UNAM FC
- Full name: University of Namibia Football Club
- Nickname: Clever Boys
- Founded: 1990s; 35 years ago
- Ground: UNAM Stadium, Windhoek
- League: Namibia Premiership
- 2025–26: 7th
| Home colours | Away colours |

= UNAM F.C. =

Namibian football club

University of Namibia Football Club, commonly known as UNAM F.C., is a football club founded in the late 1990s by the University of Namibia from Windhoek in Namibia.

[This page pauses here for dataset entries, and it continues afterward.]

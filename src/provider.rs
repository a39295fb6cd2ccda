//! The seam between this client and the externally supplied wallet/provider
use async_trait::async_trait;
use tokio::sync::mpsc;

use crate::address::Address;
use crate::amount::MinorUnits;
use crate::call::{CallData, TxHash};
use crate::error::ClientError;

/// A call ready for submission. `from` is the address captured when the
/// operation started; `value` is transferred atomically with the call.
#[derive(Debug, Clone, PartialEq, Eq)]
pub struct SubmittedCall {
    pub from: Address,
    pub value: MinorUnits,
    pub call: CallData,
}

/// The ledger's confirmation record for a submitted call.
#[derive(Debug, Clone, PartialEq, Eq)]
pub struct Receipt {
    pub tx_hash: TxHash,
    pub success: bool,
}

/// Contract the injected wallet/provider must fulfil.
///
/// The connector and gateway are written against this trait only, so a fake
/// provider drives the whole client in tests. Account-change notifications
/// arrive over a channel rather than a registered callback, which keeps
/// ordering and shutdown explicit.
#[async_trait]
pub trait Provider: Send + Sync {
    /// Prompt the user for account access; resolves to the account list.
    async fn request_accounts(&self) -> Result<Vec<Address>, ClientError>;

    /// Read-only view of the current account list, no prompt.
    async fn accounts(&self) -> Vec<Address>;

    /// Prompt for signing, then submit. A hash is returned once the provider
    /// has accepted the call; mining happens later.
    async fn submit_call(&self, call: SubmittedCall) -> Result<TxHash, ClientError>;

    /// Resolve once the ledger reports a receipt for `tx_hash`.
    async fn wait_receipt(&self, tx_hash: &TxHash) -> Result<Receipt, ClientError>;

    /// Free read-only contract query; no signing, no state change.
    async fn read_call(&self, call: CallData) -> Result<Vec<u8>, ClientError>;

    /// Stream of account-list-changed events.
    fn subscribe_accounts(&self) -> mpsc::UnboundedReceiver<Vec<Address>>;
}
//! End-to-end scenarios against the in-memory ledger
//!
//! Each test drives the real gateway/connector/lifecycle stack over an
//! [`InMemoryLedger`], scripting the ledger's failure modes where a scenario
//! needs them.
#![allow(unused_imports)]

use std::sync::Arc;
use std::time::Duration;

use chrono::Utc;
use trade_ledger_client::{
    address::Address,
    amount::Currency,
    connector::{Connection, ConnectionEvent, ProviderConnector},
    error::ClientError,
    gateway::ContractGateway,
    in_memory::InMemoryLedger,
    lifecycle::ClientConfig,
    notify::{ChannelNotifier, Notice, NullNotifier},
    provider::Provider,
    types::{InvoiceStatus, LcStatus, TimeStamp},
    utils::new_reference_id,
};

fn addr(byte: u8) -> Address {
    Address::from_bytes([byte; 20])
}

fn due_next_month() -> TimeStamp<Utc> {
    TimeStamp::from(Utc::now() + chrono::Duration::days(30))
}

/// Gateway over a fresh in-memory ledger holding one unlocked account,
/// with a channel notifier so tests can inspect what the UI would see.
fn setup() -> (
    Arc<InMemoryLedger>,
    ContractGateway,
    tokio::sync::mpsc::UnboundedReceiver<Notice>,
) {
    let ledger = Arc::new(InMemoryLedger::new(vec![addr(1), addr(2)]));
    let (notifier, notices) = ChannelNotifier::new();
    let gateway = ContractGateway::new(
        ledger.clone() as Arc<dyn Provider>,
        Arc::new(notifier),
        ClientConfig::default(),
    );
    (ledger, gateway, notices)
}

// CONNECTOR SCENARIOS

#[tokio::test]
async fn connect_caches_the_first_reported_account() -> anyhow::Result<()> {
    let ledger = Arc::new(InMemoryLedger::new(vec![addr(7), addr(8)]));
    let connector = ProviderConnector::new(ledger as Arc<dyn Provider>);

    assert_eq!(connector.current_address(), None);

    let connection = connector.connect().await?;
    assert!(connection.is_connected);
    assert_eq!(connection.active_address, Some(addr(7)));
    // Cached read, no further round trip.
    assert_eq!(connector.current_address(), Some(addr(7)));

    Ok(())
}

#[tokio::test]
async fn connect_surfaces_provider_unavailability_and_rejection() {
    let ledger = Arc::new(InMemoryLedger::new(vec![addr(1)]));
    let connector = ProviderConnector::new(ledger.clone() as Arc<dyn Provider>);

    ledger.set_unavailable(true);
    assert!(matches!(
        connector.connect().await,
        Err(ClientError::ProviderUnavailable)
    ));

    ledger.set_unavailable(false);
    ledger.set_reject_prompt(true);
    assert!(matches!(
        connector.connect().await,
        Err(ClientError::UserRejected)
    ));

    // Neither failure left a phantom connection behind.
    assert_eq!(connector.current_address(), None);
}

#[tokio::test]
async fn empty_account_list_disconnects() -> anyhow::Result<()> {
    let ledger = Arc::new(InMemoryLedger::new(vec![addr(1)]));
    let connector = ProviderConnector::new(ledger.clone() as Arc<dyn Provider>);
    connector.connect().await?;
    let mut events = connector.events();

    ledger.change_accounts(vec![]);

    let event = tokio::time::timeout(Duration::from_secs(1), events.recv()).await??;
    assert_eq!(event, ConnectionEvent::Disconnected);
    assert_eq!(connector.current_address(), None);
    assert!(!connector.connection().is_connected);

    Ok(())
}

#[tokio::test]
async fn redundant_account_notifications_are_idempotent() -> anyhow::Result<()> {
    let ledger = Arc::new(InMemoryLedger::new(vec![addr(1)]));
    let connector = ProviderConnector::new(ledger.clone() as Arc<dyn Provider>);
    connector.connect().await?;
    let mut events = connector.events();

    // Same list again: no state change, no event.
    ledger.change_accounts(vec![addr(1)]);
    // A real change, so the watch task has provably processed both.
    ledger.change_accounts(vec![addr(5)]);

    let event = tokio::time::timeout(Duration::from_secs(1), events.recv()).await??;
    assert_eq!(event, ConnectionEvent::AddressChanged(addr(5)));
    assert!(events.try_recv().is_err());

    Ok(())
}

// INVOICE SCENARIOS

#[tokio::test]
async fn pay_invoice_happy_path_notifies_exactly_once() -> anyhow::Result<()> {
    let (ledger, gateway, mut notices) = setup();

    gateway
        .create_invoice(
            "INV-1",
            "100.00",
            Currency::USD,
            addr(3),
            addr(1),
            due_next_month(),
        )
        .await?;
    gateway.approve_invoice("INV-1").await?;
    gateway.pay_invoice("INV-1", "100.00", Currency::USD).await?;

    assert_eq!(gateway.invoice_status("INV-1").await?, InvoiceStatus::Paid);
    assert_eq!(
        ledger.invoice("INV-1").map(|i| i.status),
        Some(InvoiceStatus::Paid)
    );

    let mut pay_notices = vec![];
    while let Ok(notice) = notices.try_recv() {
        if notice.operation == "pay_invoice" {
            pay_notices.push(notice);
        }
    }
    assert_eq!(pay_notices.len(), 1);
    assert!(pay_notices[0].success);

    Ok(())
}

#[tokio::test]
async fn operations_connect_implicitly_exactly_once() -> anyhow::Result<()> {
    let (_, gateway, _) = setup();

    assert_eq!(gateway.connector().current_address(), None);

    gateway
        .create_invoice(
            "INV-lazy",
            "50.00",
            Currency::EUR,
            addr(3),
            addr(1),
            due_next_month(),
        )
        .await?;

    // The implicit connect cached the first account.
    assert_eq!(gateway.connector().current_address(), Some(addr(1)));

    Ok(())
}

#[tokio::test]
async fn failed_implicit_connect_aborts_the_operation() {
    let (ledger, gateway, _) = setup();
    ledger.set_reject_prompt(true);

    let result = gateway.approve_invoice("INV-1").await;

    assert!(matches!(result, Err(ClientError::UserRejected)));
    assert!(ledger.invoice("INV-1").is_none());
}

#[tokio::test]
async fn validation_failures_never_reach_the_ledger() {
    let (ledger, gateway, mut notices) = setup();

    let result = gateway
        .create_invoice("", "10.00", Currency::USD, addr(3), addr(1), due_next_month())
        .await;
    assert!(matches!(result, Err(ClientError::InvalidArgument(_))));

    let result = gateway
        .create_invoice(
            "INV-1",
            "1.001",
            Currency::USD,
            addr(3),
            addr(1),
            due_next_month(),
        )
        .await;
    assert!(matches!(result, Err(ClientError::Precision { .. })));

    // Failed fast: no connection was even established, nothing was notified.
    assert_eq!(gateway.connector().current_address(), None);
    assert!(ledger.invoice("INV-1").is_none());
    assert!(notices.try_recv().is_err());
}

#[tokio::test]
async fn reverted_execution_leaves_connection_untouched() -> anyhow::Result<()> {
    let (_, gateway, mut notices) = setup();

    // Paying an invoice that was never created reverts on the ledger.
    let result = gateway.pay_invoice("INV-ghost", "10.00", Currency::USD).await;
    assert!(matches!(result, Err(ClientError::Reverted { .. })));

    let connection = gateway.connector().connection();
    assert!(connection.is_connected);
    assert_eq!(connection.active_address, Some(addr(1)));

    let notice = notices.try_recv()?;
    assert!(!notice.success);
    assert_eq!(notice.operation, "pay_invoice");

    Ok(())
}

#[tokio::test]
async fn wrong_payment_value_reverts() -> anyhow::Result<()> {
    let (ledger, gateway, _) = setup();

    gateway
        .create_invoice(
            "INV-1",
            "100.00",
            Currency::USD,
            addr(3),
            addr(1),
            due_next_month(),
        )
        .await?;
    gateway.approve_invoice("INV-1").await?;

    let result = gateway.pay_invoice("INV-1", "99.99", Currency::USD).await;
    assert!(matches!(result, Err(ClientError::Reverted { .. })));

    // No partial transfer: the invoice is still merely approved.
    assert_eq!(
        ledger.invoice("INV-1").map(|i| i.status),
        Some(InvoiceStatus::Approved)
    );

    Ok(())
}

#[tokio::test]
async fn declined_signing_prompt_never_reaches_pending() -> anyhow::Result<()> {
    let (ledger, gateway, _) = setup();
    gateway.connector().connect().await?;

    ledger.set_reject_signing(true);
    let result = gateway
        .create_invoice(
            "INV-1",
            "10.00",
            Currency::USD,
            addr(3),
            addr(1),
            due_next_month(),
        )
        .await;

    assert!(matches!(result, Err(ClientError::UserRejected)));
    assert!(ledger.invoice("INV-1").is_none());

    Ok(())
}

#[tokio::test]
async fn receipt_timeout_reports_unknown_outcome() -> anyhow::Result<()> {
    let ledger = Arc::new(InMemoryLedger::new(vec![addr(1)]));
    let gateway = ContractGateway::new(
        ledger.clone() as Arc<dyn Provider>,
        Arc::new(NullNotifier),
        ClientConfig {
            receipt_timeout: Duration::from_millis(50),
        },
    );
    ledger.set_drop_receipts(true);

    let result = gateway
        .create_invoice(
            "INV-1",
            "10.00",
            Currency::USD,
            addr(3),
            addr(1),
            due_next_month(),
        )
        .await;

    // Outcome unknown locally, yet the call did execute ledger-side: exactly
    // why a Network error must never be treated as a failure.
    assert!(matches!(result, Err(ClientError::Network(_))));
    assert!(ledger.invoice("INV-1").is_some());

    Ok(())
}

#[tokio::test]
async fn drifted_status_codes_surface_as_unrecognized() -> anyhow::Result<()> {
    let (ledger, gateway, _) = setup();

    gateway
        .create_invoice(
            "INV-1",
            "10.00",
            Currency::USD,
            addr(3),
            addr(1),
            due_next_month(),
        )
        .await?;

    ledger.force_status_code(9);
    let result = gateway.invoice_status("INV-1").await;

    assert!(matches!(
        result,
        Err(ClientError::UnrecognizedStatus { code: 9 })
    ));

    Ok(())
}

#[tokio::test]
async fn concurrent_duplicate_creates_revert_exactly_one() -> anyhow::Result<()> {
    let (_, gateway, _) = setup();
    let gateway = Arc::new(gateway);

    // Both are submitted; the ledger's ordering decides which one loses, and
    // the client must not assume which.
    let first = tokio::spawn({
        let gateway = Arc::clone(&gateway);
        async move {
            gateway
                .create_invoice(
                    "INV-dup",
                    "10.00",
                    Currency::USD,
                    addr(3),
                    addr(1),
                    due_next_month(),
                )
                .await
        }
    });
    let second = tokio::spawn({
        let gateway = Arc::clone(&gateway);
        async move {
            gateway
                .create_invoice(
                    "INV-dup",
                    "10.00",
                    Currency::USD,
                    addr(3),
                    addr(1),
                    due_next_month(),
                )
                .await
        }
    });

    let outcomes = [first.await?, second.await?];
    let successes = outcomes.iter().filter(|r| r.is_ok()).count();
    let reverts = outcomes
        .iter()
        .filter(|r| matches!(r, Err(ClientError::Reverted { .. })))
        .count();

    assert_eq!(successes, 1);
    assert_eq!(reverts, 1);

    Ok(())
}

#[tokio::test]
async fn overdue_invoices_read_back_as_expired() -> anyhow::Result<()> {
    let (_, gateway, _) = setup();

    let past_due = TimeStamp::from(Utc::now() - chrono::Duration::seconds(1));
    gateway
        .create_invoice("INV-old", "10.00", Currency::USD, addr(3), addr(1), past_due)
        .await?;

    assert_eq!(
        gateway.invoice_status("INV-old").await?,
        InvoiceStatus::Expired
    );

    // Expiry is terminal: approval now reverts.
    let result = gateway.approve_invoice("INV-old").await;
    assert!(matches!(result, Err(ClientError::Reverted { .. })));

    Ok(())
}

// LETTER-OF-CREDIT SCENARIOS

#[tokio::test]
async fn letter_of_credit_release_path() -> anyhow::Result<()> {
    let (_, gateway, _) = setup();

    gateway
        .create_letter_of_credit(
            "LC-1",
            addr(1),
            addr(3),
            "5000.00",
            Currency::EUR,
            "CIF Rotterdam, 60 days",
        )
        .await?;
    assert_eq!(gateway.lc_status("LC-1").await?, LcStatus::Created);

    gateway.approve_lc_documents("LC-1").await?;
    gateway.release_lc_payment("LC-1").await?;

    assert_eq!(gateway.lc_status("LC-1").await?, LcStatus::PaymentReleased);

    Ok(())
}

#[tokio::test]
async fn letter_of_credit_rejection_carries_the_reason() -> anyhow::Result<()> {
    let (ledger, gateway, _) = setup();

    gateway
        .create_letter_of_credit(
            "LC-2",
            addr(1),
            addr(3),
            "5000.00",
            Currency::EUR,
            "FOB Shanghai",
        )
        .await?;
    gateway
        .reject_lc_documents("LC-2", "bill of lading is stale")
        .await?;

    assert_eq!(gateway.lc_status("LC-2").await?, LcStatus::DocumentsRejected);
    assert_eq!(
        ledger.letter_of_credit("LC-2").and_then(|lc| lc.reject_reason),
        Some("bill of lading is stale".to_string())
    );

    // Terminal: releasing a rejected credit reverts.
    let result = gateway.release_lc_payment("LC-2").await;
    assert!(matches!(result, Err(ClientError::Reverted { .. })));

    Ok(())
}

// SUPPLY-CHAIN-FINANCING SCENARIOS

#[tokio::test]
async fn financing_disburse_and_repay_with_interest() -> anyhow::Result<()> {
    let (ledger, gateway, _) = setup();

    // 2.5% over the financing period on a 1000.00 principal.
    gateway
        .create_supply_chain_financing(
            "SCF-1",
            addr(3),
            addr(1),
            "1000.00",
            Currency::USD,
            250,
            6,
        )
        .await?;
    gateway
        .approve_supply_chain_financing("SCF-1", "1000.00", Currency::USD)
        .await?;

    // Short repayment reverts, full repayment settles.
    let result = gateway
        .repay_supply_chain_financing("SCF-1", "1000.00", Currency::USD)
        .await;
    assert!(matches!(result, Err(ClientError::Reverted { .. })));

    gateway
        .repay_supply_chain_financing("SCF-1", "1025.00", Currency::USD)
        .await?;

    let financing = ledger.financing("SCF-1").unwrap();
    assert!(financing.is_approved);
    assert!(financing.is_repaid);

    Ok(())
}

#[tokio::test]
async fn financing_rejects_zero_duration_locally() {
    let (ledger, gateway, _) = setup();

    let result = gateway
        .create_supply_chain_financing("SCF-0", addr(3), addr(1), "10.00", Currency::USD, 100, 0)
        .await;

    assert!(matches!(result, Err(ClientError::InvalidArgument(_))));
    assert!(ledger.financing("SCF-0").is_none());
}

The team, as well as the women's football team (UNAM Bokkies), plays home games at the UNAM Stadium (Unam Sports Ground) in the southwest of Windhoek.

== History==
Players were originally exclusively recruited from the University of Namibia through the Unam home league.

In the 2002–03 season, UNAM FC was promoted from the Namibia Second Division to the Namibia First Division.

In August 2014, the club acquired the right to start in the highest Namibian league, the Namibia Premier League, from Ramblers FC. Thus, in the 2014/15 season, UNAM FC competed in the first division for the first time.

On 2 October 2014, Grand Master Printing owed by former UNAM student and businessman Eliaser Ndimulunde took over the vacant position of shirt sponsor for N$60,000 per season.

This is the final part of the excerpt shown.